CA bonds get boost in rating

May 02, 1994|By Adam Sachs | Adam Sachs,Sun Staff Writer

A New York bond-rating agency has given the Columbia Association's credit rating a boost for the first time in 11 years, a change association officials say reflects the continuing improvement of the organization's financial condition.

Moody's Investors Service Inc. upgraded the association's rating from "A" to "A1," the fourth-highest rating on a scale of about a dozen gradations used to characterize the financial risk for investors who buy municipal and other bonds such as those sold by the nonprofit association to pay for public projects.

"CA is very pleased that Moody's . . . has chosen to raise CA's rating," said association President Padraic Kennedy in a statement. "It is proof that the policies established by the board [of directors] have been moving CA in the right direction."

The improved rating means that the association will be able to borrow money for capital projects at lower interest rates, saving costs for Columbia property owners who pay CA's annual assessment, said Robert Krawczak, CA's finance director.

The association has borrowed $15 million through bond sales over the past two years for capital projects, receiving its lowest interest rate ever -- 7 percent -- this year. Mr. Krawczak estimated that CA could have saved about $7,500 this year in interest costs and $90,000 over the life of those bonds had the "A1" rating been in effect when the debt was issued.

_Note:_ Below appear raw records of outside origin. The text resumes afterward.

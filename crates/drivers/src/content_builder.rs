// SPDX-License-Identifier: BUSL-1.1
// Copyright (c) 2026 Alfred Jean LLC

//! Pure, synchronous rendering of the literal body placed inside a `.strm`
//! file (spec §4.3).

use percent_encoding::{utf8_percent_encode, NON_ALPHANUMERIC};
use strmsync_core::{ReplaceRule, StrmMode, TaskError};

/// Cleans `path` as a POSIX path: collapses `.`/`..`, dedupes slashes,
/// always leading-slash. `..` segments that would escape the root are
/// silently discarded rather than erroring (spec §4.3).
pub fn clean_posix_path(path: &str) -> String {
    let mut stack: Vec<&str> = Vec::new();
    for segment in path.split('/') {
        match segment {
            "" | "." => {}
            ".." => {
                stack.pop();
            }
            seg => stack.push(seg),
        }
    }
    format!("/{}", stack.join("/"))
}

#[derive(Debug, Clone, Default)]
pub struct ContentBuilderConfig {
    /// Required when rendering `StrmMode::Local`.
    pub local_root: Option<String>,
    /// Required when rendering `StrmMode::Url`.
    pub base_url: Option<String>,
    pub replace_rules: Vec<ReplaceRule>,
}

/// Renders the `.strm` body for `remote_path`, relative to `remote_root`.
pub fn build(
    remote_path: &str,
    remote_root: &str,
    mode: StrmMode,
    config: &ContentBuilderConfig,
) -> Result<String, TaskError> {
    let cleaned = clean_posix_path(remote_path);
    let cleaned_root = clean_posix_path(remote_root);
    let relative = cleaned
        .strip_prefix(&cleaned_root)
        .unwrap_or(&cleaned)
        .trim_start_matches('/');

    let mut body = match mode {
        StrmMode::Local => {
            let root = config
                .local_root
                .as_deref()
                .ok_or_else(|| TaskError::invalid_input("local_root is required for STRMMode=local"))?;
            join_slash(root, relative)
        }
        StrmMode::Url => {
            let base = config
                .base_url
                .as_deref()
                .ok_or_else(|| TaskError::invalid_input("base_url is required for STRMMode=url"))?;
            let encoded = relative
                .split('/')
                .map(|seg| utf8_percent_encode(seg, NON_ALPHANUMERIC).to_string())
                .collect::<Vec<_>>()
                .join("/");
            join_slash(base, &encoded)
        }
    };

    for rule in &config.replace_rules {
        body = body.replace(rule.from.as_str(), rule.to.as_str());
    }
    Ok(body)
}

fn join_slash(root: &str, relative: &str) -> String {
    let root = root.trim_end_matches('/');
    if relative.is_empty() {
        root.to_string()
    } else {
        format!("{root}/{relative}")
    }
}

#[cfg(test)]
mod tests {
    use super::*;

    #[test]
    fn collapses_dot_and_dedupes_slashes() {
        assert_eq!(clean_posix_path("/a//./b/"), "/a/b");
    }

    #[test]
    fn escape_attempts_collapse_to_root() {
        assert_eq!(clean_posix_path("/../../etc/passwd"), "/etc/passwd");
        assert_eq!(clean_posix_path("../.."), "/");
    }

    #[test]
    fn local_mode_joins_relative_portion_under_local_root() {
        let config = ContentBuilderConfig {
            local_root: Some("/mnt/media".into()),
            ..Default::default()
        };
        let body = build("/movies/a.mkv", "/movies", StrmMode::Local, &config).unwrap();
        assert_eq!(body, "/mnt/media/a.mkv");
    }

    #[test]
    fn url_mode_percent_encodes_segments() {
        let config = ContentBuilderConfig {
            base_url: Some("https://cd2.local/dav".into()),
            ..Default::default()
        };
        let body = build("/movies/a b.mkv", "/movies", StrmMode::Url, &config).unwrap();
        assert_eq!(body, "https://cd2.local/dav/a%20b.mkv");
    }

    #[test]
    fn replace_rules_apply_in_order() {
        let config = ContentBuilderConfig {
            local_root: Some("/mnt/media".into()),
            replace_rules: vec![
                ReplaceRule { from: "/mnt/media".into(), to: "/media".into() },
                ReplaceRule { from: "/media/a".into(), to: "/media/renamed".into() },
            ],
            ..Default::default()
        };
        let body = build("/movies/a.mkv", "/movies", StrmMode::Local, &config).unwrap();
        assert_eq!(body, "/media/renamed.mkv");
    }

    #[test]
    fn local_mode_without_local_root_is_invalid_input() {
        let config = ContentBuilderConfig::default();
        let err = build("/a.mkv", "/", StrmMode::Local, &config).unwrap_err();
        assert_eq!(err.kind, strmsync_core::ErrorKind::InvalidInput);
    }
}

Though some residents have criticized the association's spending and borrowing practices, Mr. Krawczak said the nonprofit corporation has done a good job in recent years controlling expenses as income continues to grow and managing debt, which stands at $86 million, about $3 million more than three years ago.

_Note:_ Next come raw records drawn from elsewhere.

// SPDX-License-Identifier: BUSL-1.1
// Copyright (c) 2026 Alfred Jean LLC

//! WorkerPool: N tokio tasks claiming TaskRuns and driving them through the
//! [`strmsync_engine::executor::Executor`] (spec §4.8).

use dashmap::DashMap;
use sqlx::SqlitePool;
use std::sync::Arc;
use std::time::Duration;
use strmsync_core::{TaskRunId, TaskRunStatus, WorkerId};
use strmsync_engine::Executor;
use strmsync_queue::Queue;
use tokio::task::JoinSet;
use tokio_util::sync::CancellationToken;
use tracing::{error, info, warn};

/// How long an idle worker waits before polling the queue again.
const POLL_INTERVAL: Duration = Duration::from_secs(1);

/// Per-worker grace period given to an in-flight TaskRun to react to
/// cancellation during a graceful shutdown (spec §4.8).
const DRAIN_DEADLINE: Duration = Duration::from_secs(30);

/// How often a worker checks whether its own in-flight TaskRun has been
/// cancelled by someone else (e.g. the CLI, which has no direct handle to
/// this process's `CancellationToken`s). Comfortably under the spec's 5s
/// cancellation-promptness bound (spec §4.6).
const CANCEL_POLL_INTERVAL: Duration = Duration::from_secs(1);

pub struct WorkerPool {
    pool: SqlitePool,
    concurrency: usize,
    /// Tracks every TaskRun currently executing, so shutdown can cancel
    /// them individually rather than aborting the whole task.
    inflight: Arc<DashMap<TaskRunId, CancellationToken>>,
}

impl WorkerPool {
    pub fn new(pool: SqlitePool, concurrency: usize) -> Self {
        Self { pool, concurrency: concurrency.max(1), inflight: Arc::new(DashMap::new()) }
    }

    /// Runs `concurrency` workers until `cancel` fires, then waits up to
    /// `concurrency * DRAIN_DEADLINE` for in-flight attempts to finish
    /// before returning (spec §4.8: graceful shutdown).
    pub async fn run(&self, cancel: CancellationToken) {
        let mut workers = JoinSet::new();
        for idx in 0..self.concurrency {
            let worker_id = WorkerId::new(format!("worker-{idx}"));
            let pool = self.pool.clone();
            let inflight = self.inflight.clone();
            let cancel = cancel.clone();
            workers.spawn(async move { worker_loop(worker_id, pool, inflight, cancel).await });
        }

        while workers.join_next().await.is_some() {}

        let drain_deadline = DRAIN_DEADLINE * self.concurrency as u32;
        if tokio::time::timeout(drain_deadline, self.wait_for_drain()).await.is_err() {
            warn!("worker pool did not drain within the deadline, remaining attempts were abandoned");
        }
    }

    async fn wait_for_drain(&self) {
        while !self.inflight.is_empty() {
            tokio::time::sleep(Duration::from_millis(100)).await;
        }
    }
}

async fn worker_loop(
    worker_id: WorkerId,
    pool: SqlitePool,
    inflight: Arc<DashMap<TaskRunId, CancellationToken>>,
    cancel: CancellationToken,
) {
    let queue = Queue::new(pool.clone());
    let executor = Executor::new(pool);

    loop {
        if cancel.is_cancelled() {
            return;
        }

        let claimed = tokio::select! {
            biased;
            _ = cancel.cancelled() => return,
            res = queue.claim_next(&worker_id) => res,
        };

        let task_run = match claimed {
            Ok(Some(t)) => t,
            Ok(None) => {
                tokio::select! {
                    biased;
                    _ = cancel.cancelled() => return,
                    _ = tokio::time::sleep(POLL_INTERVAL) => continue,
                }
            }
            Err(e) => {
                error!(worker = %worker_id, error = %e, "failed to claim next task run");
                tokio::time::sleep(POLL_INTERVAL).await;
                continue;
            }
        };

        let run_cancel = cancel.child_token();
        inflight.insert(task_run.id.clone(), run_cancel.clone());
        info!(worker = %worker_id, task_run_id = %task_run.id, job_id = %task_run.job_id, "starting attempt");

        let watcher = spawn_cancel_watcher(queue.clone(), task_run.id.clone(), run_cancel.clone());
        let result = executor.execute(&task_run, run_cancel.clone()).await;
        watcher.abort();
        inflight.remove(&task_run.id);

        if run_cancel.is_cancelled() {
            info!(worker = %worker_id, task_run_id = %task_run.id, "attempt cancelled");
            continue;
        }

        match result {
            Ok(progress) => {
                if let Err(e) = queue.complete(task_run.id.as_str(), progress).await {
                    error!(worker = %worker_id, task_run_id = %task_run.id, error = %e, "failed to mark task run completed");
                }
            }
            Err(err) => {
                error!(worker = %worker_id, task_run_id = %task_run.id, kind = %err.kind, error = %err, "attempt failed");
                if let Err(e) = queue
                    .fail(task_run.id.as_str(), err.kind, err.to_string(), strmsync_core::ProgressCounters::default())
                    .await
                {
                    error!(worker = %worker_id, task_run_id = %task_run.id, error = %e, "failed to record task run failure");
                }
            }
        }
    }
}

/// Polls the TaskRun's own row for an externally-set `cancelled` status
/// (spec §4.6: a `queue cancel` from the no-IPC CLI can only reach the DB
/// row, never this process's `CancellationToken` directly) and cancels
/// `token` the moment it sees one, so the Engine context it wraps unwinds
/// within the poll interval instead of running to completion.
fn spawn_cancel_watcher(queue: Queue, task_run_id: TaskRunId, token: CancellationToken) -> tokio::task::JoinHandle<()> {
    tokio::spawn(async move {
        loop {
            tokio::time::sleep(CANCEL_POLL_INTERVAL).await;
            if token.is_cancelled() {
                return;
            }
            match queue.get(task_run_id.as_str()).await {
                Ok(run) if run.status == TaskRunStatus::Cancelled => {
                    token.cancel();
                    return;
                }
                Ok(_) => {}
                Err(e) => warn!(task_run_id = %task_run_id, error = %e, "cancel watcher failed to read task run"),
            }
        }
    })
}

#[cfg(test)]
mod tests {
    use super::*;
    use strmsync_core::{DataServerId, DataServerKind, DataServerOptions, Job, JobId, JobOptions, JobStatus, Priority, WatchMode};
    use strmsync_queue::repo::{data_servers, jobs};
    use strmsync_queue::EnqueueRequest;

    #[tokio::test]
    async fn pool_claims_and_completes_a_pending_run() {
        let pool = strmsync_queue::pool::connect_in_memory().await.unwrap();
        let access_dir = tempfile::tempdir().unwrap();
        let target_dir = tempfile::tempdir().unwrap();

        let ds = strmsync_core::DataServer {
            id: DataServerId::new("ds1"),
            name: "local".into(),
            kind: DataServerKind::Local,
            host: "localhost".into(),
            port: 0,
            credential: None,
            enabled: true,
            options: DataServerOptions {
                access_path: Some(access_dir.path().to_string_lossy().to_string()),
                ..Default::default()
            },
            uid: "uid1".into(),
        };
        data_servers::insert(&pool, &ds).await.unwrap();

        let job = Job {
            id: JobId::new("job1"),
            name: "job1".into(),
            enabled: true,
            cron: None,
            watch_mode: WatchMode::Local,
            source_path: "/".into(),
            remote_root: None,
            target_path: target_dir.path().to_string_lossy().to_string(),
            strm_path: None,
            data_server_id: ds.id.clone(),
            media_server_id: None,
            options: JobOptions::default(),
            last_run_at: None,
            status: JobStatus::Idle,
            created_at: chrono::Utc::now(),
            updated_at: chrono::Utc::now(),
        };
        jobs::insert(&pool, &job).await.unwrap();

        let queue = Queue::new(pool.clone());
        queue
            .enqueue(EnqueueRequest {
                job_id: job.id.clone(),
                dedup_key: "d1".into(),
                priority: Priority::Normal,
                max_attempts: 3,
                available_at: None,
                payload: None,
            })
            .await
            .unwrap();

        let cancel = CancellationToken::new();
        let pool_runner = WorkerPool::new(pool.clone(), 1);
        let run_cancel = cancel.clone();
        let handle = tokio::spawn(async move { pool_runner.run(run_cancel).await });

        let mut completed = false;
        for _ in 0..50 {
            tokio::time::sleep(Duration::from_millis(50)).await;
            let runs = queue.list_for_job("job1").await.unwrap();
            if runs.iter().any(|r| r.status == strmsync_core::TaskRunStatus::Completed) {
                completed = true;
                break;
            }
        }
        cancel.cancel();
        let _ = handle.await;
        assert!(completed, "expected the enqueued job to complete");
    }
}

"Rating agencies look at facts and make judgments accordingly," he said. "This very definitely indicates the financial position of CA is getting stronger, not weaker."

Mr. Krawczak said CA managed its finances well during the recession, strengthening its position in the eyes of the bond-rating agency.

"We hadn't created excesses prior to the recession," he said. "Many people had to retrench, but we didn't have to."

Moody's analyst Monique Jn-Marie said several factors were considered in awarding the upgrade: Columbia's continued growth and development and relatively affluent tax base; the continued reduction of the operating deficit the association accumulated during its early years as it built facilities for future residents; higher-than-anticipated revenue from recreational facility memberships; conservative budgeting practices; and flexibility provided by the 2 cent reduction (to 73 cents per $100 of assessed value) in the annual property charge rate two years ago.

Outgoing Columbia Council Vice Chairwoman Fran Wishnick said credit for the improved rating is to be shared by councils over the years, which established a policy for reducing CA's accumulated operating deficit and adhered to it, and association managers, who administer the budget and run daily operations.

"There's no question it signifies sound management and financial practices on the part of CA," she said. "We have constant review of our financial operations," including independent audits.

The association charges Columbia property owners an annual fee to manage the unincorporated city's recreational facilities, community programs and open space areas, under the direction of the council.